MATERIAL TO PROCESS —
----

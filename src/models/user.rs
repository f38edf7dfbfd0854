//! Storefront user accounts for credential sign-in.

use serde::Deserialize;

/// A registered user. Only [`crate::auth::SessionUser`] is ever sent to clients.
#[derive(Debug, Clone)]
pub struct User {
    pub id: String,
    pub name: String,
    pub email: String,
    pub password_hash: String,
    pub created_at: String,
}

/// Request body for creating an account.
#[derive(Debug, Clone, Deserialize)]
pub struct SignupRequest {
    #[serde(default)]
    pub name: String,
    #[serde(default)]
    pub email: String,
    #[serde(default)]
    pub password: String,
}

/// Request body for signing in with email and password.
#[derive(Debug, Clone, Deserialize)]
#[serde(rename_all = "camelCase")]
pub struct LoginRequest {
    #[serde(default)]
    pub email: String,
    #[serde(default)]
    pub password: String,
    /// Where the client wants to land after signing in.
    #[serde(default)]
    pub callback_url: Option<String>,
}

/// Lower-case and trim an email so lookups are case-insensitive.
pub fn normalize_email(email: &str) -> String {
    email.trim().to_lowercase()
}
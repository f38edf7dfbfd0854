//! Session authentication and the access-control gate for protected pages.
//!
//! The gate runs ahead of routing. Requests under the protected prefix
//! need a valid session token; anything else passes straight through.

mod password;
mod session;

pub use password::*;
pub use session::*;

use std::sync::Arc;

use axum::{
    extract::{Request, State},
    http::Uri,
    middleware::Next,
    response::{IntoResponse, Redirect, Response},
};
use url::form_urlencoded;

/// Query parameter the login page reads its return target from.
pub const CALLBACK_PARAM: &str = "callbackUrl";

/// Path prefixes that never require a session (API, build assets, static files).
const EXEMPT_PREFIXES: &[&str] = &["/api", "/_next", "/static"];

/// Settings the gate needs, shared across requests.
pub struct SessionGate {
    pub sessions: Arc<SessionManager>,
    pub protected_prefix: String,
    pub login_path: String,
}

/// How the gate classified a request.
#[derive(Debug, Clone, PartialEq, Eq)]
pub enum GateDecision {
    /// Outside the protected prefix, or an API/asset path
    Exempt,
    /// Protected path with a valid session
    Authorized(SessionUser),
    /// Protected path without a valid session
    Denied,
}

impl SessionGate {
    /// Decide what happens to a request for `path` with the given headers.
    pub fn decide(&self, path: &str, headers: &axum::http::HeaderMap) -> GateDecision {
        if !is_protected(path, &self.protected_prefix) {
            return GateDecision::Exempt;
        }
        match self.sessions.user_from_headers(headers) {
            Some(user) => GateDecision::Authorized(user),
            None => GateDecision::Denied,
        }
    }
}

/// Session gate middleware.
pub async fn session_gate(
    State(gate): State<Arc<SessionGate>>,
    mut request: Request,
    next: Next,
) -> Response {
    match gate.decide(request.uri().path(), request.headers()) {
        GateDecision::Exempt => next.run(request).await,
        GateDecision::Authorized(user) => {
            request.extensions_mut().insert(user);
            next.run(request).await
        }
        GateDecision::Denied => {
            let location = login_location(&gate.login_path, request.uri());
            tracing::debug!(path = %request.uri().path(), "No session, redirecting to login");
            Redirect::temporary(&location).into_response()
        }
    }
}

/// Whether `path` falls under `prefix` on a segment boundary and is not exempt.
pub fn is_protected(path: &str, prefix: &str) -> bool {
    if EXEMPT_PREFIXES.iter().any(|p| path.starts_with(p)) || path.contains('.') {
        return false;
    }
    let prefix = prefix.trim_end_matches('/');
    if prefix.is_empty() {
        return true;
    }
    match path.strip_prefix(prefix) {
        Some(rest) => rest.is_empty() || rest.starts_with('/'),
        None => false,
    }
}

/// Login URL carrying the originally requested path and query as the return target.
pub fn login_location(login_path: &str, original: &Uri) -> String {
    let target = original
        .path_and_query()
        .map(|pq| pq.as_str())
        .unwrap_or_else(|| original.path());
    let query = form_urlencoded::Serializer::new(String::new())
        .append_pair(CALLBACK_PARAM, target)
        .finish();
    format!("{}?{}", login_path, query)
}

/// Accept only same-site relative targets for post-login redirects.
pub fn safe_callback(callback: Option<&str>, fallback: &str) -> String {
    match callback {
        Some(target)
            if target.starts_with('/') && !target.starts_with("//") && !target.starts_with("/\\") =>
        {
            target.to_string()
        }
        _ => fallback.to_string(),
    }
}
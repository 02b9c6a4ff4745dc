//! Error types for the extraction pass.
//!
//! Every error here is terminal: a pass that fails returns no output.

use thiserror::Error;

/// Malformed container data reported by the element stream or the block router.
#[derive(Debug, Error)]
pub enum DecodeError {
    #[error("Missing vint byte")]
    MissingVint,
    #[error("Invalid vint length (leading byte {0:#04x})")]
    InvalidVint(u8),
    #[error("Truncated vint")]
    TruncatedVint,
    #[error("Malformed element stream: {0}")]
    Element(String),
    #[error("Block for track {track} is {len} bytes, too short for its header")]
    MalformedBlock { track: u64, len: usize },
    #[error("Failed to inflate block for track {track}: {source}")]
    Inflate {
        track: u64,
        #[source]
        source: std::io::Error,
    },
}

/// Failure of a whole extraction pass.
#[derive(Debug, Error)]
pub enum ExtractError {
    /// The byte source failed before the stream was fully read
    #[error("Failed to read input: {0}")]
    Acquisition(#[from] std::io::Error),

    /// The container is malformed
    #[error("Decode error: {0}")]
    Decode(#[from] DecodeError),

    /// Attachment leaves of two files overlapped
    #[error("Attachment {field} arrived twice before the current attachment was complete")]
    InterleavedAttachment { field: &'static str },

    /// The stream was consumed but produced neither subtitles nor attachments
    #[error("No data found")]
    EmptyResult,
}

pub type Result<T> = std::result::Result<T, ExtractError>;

----

WHAT THE TASK REQUIRES — Collect the lines of the data that carry the word "files".

ANSWER SPACE —
/// Path prefixes that never require a session (API, build assets, static files).
    /// Attachment leaves of two files overlapped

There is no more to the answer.